Mumbai rag picker talks on zero waste at UN climate change conference

When it comes to zero waste, Mumbai's waste pickers are gaining respect, says Sushila Sable

Last updated:
3 MIN READ
Pamela Raghunath/Gulf News
Pamela Raghunath/Gulf News
Pamela Raghunath/Gulf News

Mumbai: As the world looks for a zero waste solution, waste pickers from Mumbai are gaining a new respect and are proud of contributing to real environmental sustainability, says Sushila Sable, a waste picker who has been attending the UN climate change conferences for the last four years.

Not only has she been participating in these meetings — at Copenhagen in 2009, Tianjin, China, 2010, Durban, South Africa, 2010 and last month’s meet in Rio de Janeiro, Brazil — but as a member of the Alliance of Indian Wastepickers, she has also spoken to delegates on the story of road to zero waste in this city.

Here the poorest of poor women pick and segregate dry and wet garbage — thus providing enough material for recycling factories as well as biogas plants that provide electricity, gas for civic body’s hospital kitchens and educational institutes and manure for gardens.

“In fact, during the recent power failure in Mumbai, lights in Shatabdi Hospital were lit by electricity from its biogas plant,” Sable told Gulf News.

Speaking to this paper at the Stree Mukti Sanghatana (SMS) centre, that has been helping women get liberation from social, economic and every kind of oppression, she said, “Thanks to this organisation, waste pickers have now realised that they play a significant role in reducing pollution in Mumbai and at the same time contribute to creating value.”

At Rio where she addressed rag pickers from Brazil, Chile, Argentina and Peru at the Global Alliance of Waste Pickers conference, she was surprised to learn that these countries used incinerators to destroy waste. Biogas plants evoked a lot of interest and many wanted to visit India to see how they worked, she added.

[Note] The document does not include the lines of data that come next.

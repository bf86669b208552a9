//! Inventory state store.
//!
//! This module defines [`AppState`], the process-local state the presentation
//! shell renders from: the current item snapshot, the selected item, popup
//! visibility flags, search results, and the transient notification. It is the
//! single source of truth for all transient UI state.
//!
//! # Writer discipline
//!
//! The store is single-writer by convention: only the mutation orchestrator and
//! the search coordinator mutate it (plus popup toggles from the shell), while
//! anything may read. The item snapshot is always a complete copy from the most
//! recent successful fetch — there is no partial merge of old and new state,
//! and nothing ever splices an item out locally.

use std::sync::{Arc, Mutex};

use crate::domain::Item;
use crate::search::SearchHit;

/// Severity of a user-visible notification.
#[derive(Debug, Clone, Copy, PartialEq, Eq)]
pub enum Severity {
    Success,
    Info,
    Error,
}

/// A transient user-visible notification.
///
/// There is no queue: the newest notification always replaces the previous
/// one, even if it was still visible.
#[derive(Debug, Clone, PartialEq, Eq)]
pub struct Notification {
    pub severity: Severity,
    pub message: String,
}

/// Which popup a visibility operation refers to.
#[derive(Debug, Clone, Copy, PartialEq, Eq)]
pub enum Popup {
    Add,
    Edit,
    View,
    Search,
    Results,
}

/// Visibility flags, one per popup.
#[derive(Debug, Clone, Copy, Default, PartialEq, Eq)]
pub struct PopupFlags {
    pub add: bool,
    pub edit: bool,
    pub view: bool,
    pub search: bool,
    pub results: bool,
}

/// Central application state container.
#[derive(Debug, Default)]
pub struct AppState {
    /// Complete item snapshot from the most recent successful fetch.
    pub items: Vec<Item>,

    /// Item the currently open popup concerns, if any.
    ///
    /// Ephemeral: overwritten on every popup open and cleared on close. This
    /// is the only channel through which a popup learns its subject.
    pub selected: Option<Item>,

    /// Result set of the most recent successful search.
    pub search_results: Vec<SearchHit>,

    /// Popup visibility flags.
    pub popups: PopupFlags,

    /// Current notification, replaced wholesale by [`notify`](Self::notify).
    pub notification: Option<Notification>,

    /// Whether the user holds the admin flag (gates delete).
    pub is_admin: bool,
}

impl AppState {
    #[must_use]
    pub fn new() -> Self {
        Self::default()
    }

    /// Overwrites the item snapshot with a fresh complete fetch.
    pub fn replace_all(&mut self, items: Vec<Item>) {
        tracing::debug!(count = items.len(), "item snapshot replaced");
        self.items = items;
    }

    /// Selects the item an about-to-open popup concerns.
    pub fn select(&mut self, item: Item) {
        self.selected = Some(item);
    }

    /// Clears the selection (popup close).
    pub fn clear_selection(&mut self) {
        self.selected = None;
    }

    /// Shows a notification, discarding any currently shown one.
    pub fn notify(&mut self, severity: Severity, message: impl Into<String>) {
        let message = message.into();
        if self.notification.is_some() {
            tracing::debug!("replacing visible notification");
        }
        self.notification = Some(Notification { severity, message });
    }

    /// Dismisses the current notification, if any.
    pub fn clear_notification(&mut self) {
        self.notification = None;
    }

    /// Opens a popup, setting its visibility flag.
    pub fn open_popup(&mut self, popup: Popup) {
        *self.popup_flag(popup) = true;
    }

    /// Closes a popup and clears the selection it was reading.
    pub fn close_popup(&mut self, popup: Popup) {
        *self.popup_flag(popup) = false;
        self.clear_selection();
    }

    fn popup_flag(&mut self, popup: Popup) -> &mut bool {
        match popup {
            Popup::Add => &mut self.popups.add,
            Popup::Edit => &mut self.popups.edit,
            Popup::View => &mut self.popups.view,
            Popup::Search => &mut self.popups.search,
            Popup::Results => &mut self.popups.results,
        }
    }
}

/// Shared handle to the store.
///
/// Locked briefly for each read or mutation; never held across an await.
pub type SharedState = Arc<Mutex<AppState>>;

/// Wraps a state value into the shared handle components hold.
#[must_use]
pub fn shared(state: AppState) -> SharedState {
    Arc::new(Mutex::new(state))
}

/// Locks the shared state, recovering from a poisoned lock.
///
/// A panic mid-mutation leaves the store in whatever shape the panicking
/// section got it to; the next full snapshot replacement heals it, so
/// poisoning is recovered from rather than propagated.
pub fn lock_state(state: &SharedState) -> std::sync::MutexGuard<'_, AppState> {
    state.lock().unwrap_or_else(std::sync::PoisonError::into_inner)
}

Though only around 30 per cent of Mumbai’s waste is segregated and recycled, Sable says, “We have a long way to go towards zero waste. From what I understood at these conferences, the rich nations complained that the poorer ones were causing environmental damage and here in Mumbai, it is once again the rich versus the poor — since the garbage from well-to-do areas of Colaba, Malabar Hill and other places are brought to dumping grounds of Deonar and now Kanjurmarg where poor slum-dwellers live.

“We need a strong political will to set this right,” she says.

The UN meet stressed that zero waste is an achievable goal and delegates have described burning and burying garbage as “primitive technology.” Jyoti Mhapsekar, President of SMS, too, says, “Our focus is on segregation which gives livelihood to many people. We believe biogas is the solution since it is a good clean fuel. Biogas plants developed by Indian scientists are much better than others.”

Sable advised waste pickers of Latin American countries to get united first and then exert their demands as waste pickers have done here.

Like the rest of Mumbai’s 15,000 waste pickers often seen poking around piled up garbage on the streets or in landfills, Sable thought it was a degrading job—having immersed into it for over 25 years after her family fled from a famine-stricken village in Jalna district when she was a child. Eleven years back, the SMS through training changed her outlook. Sable now heads a separate organisation to help waste pickers save money, get the right price for recyclable waste, promote health awareness and of course, create a Zero Waste situation in Mumbai.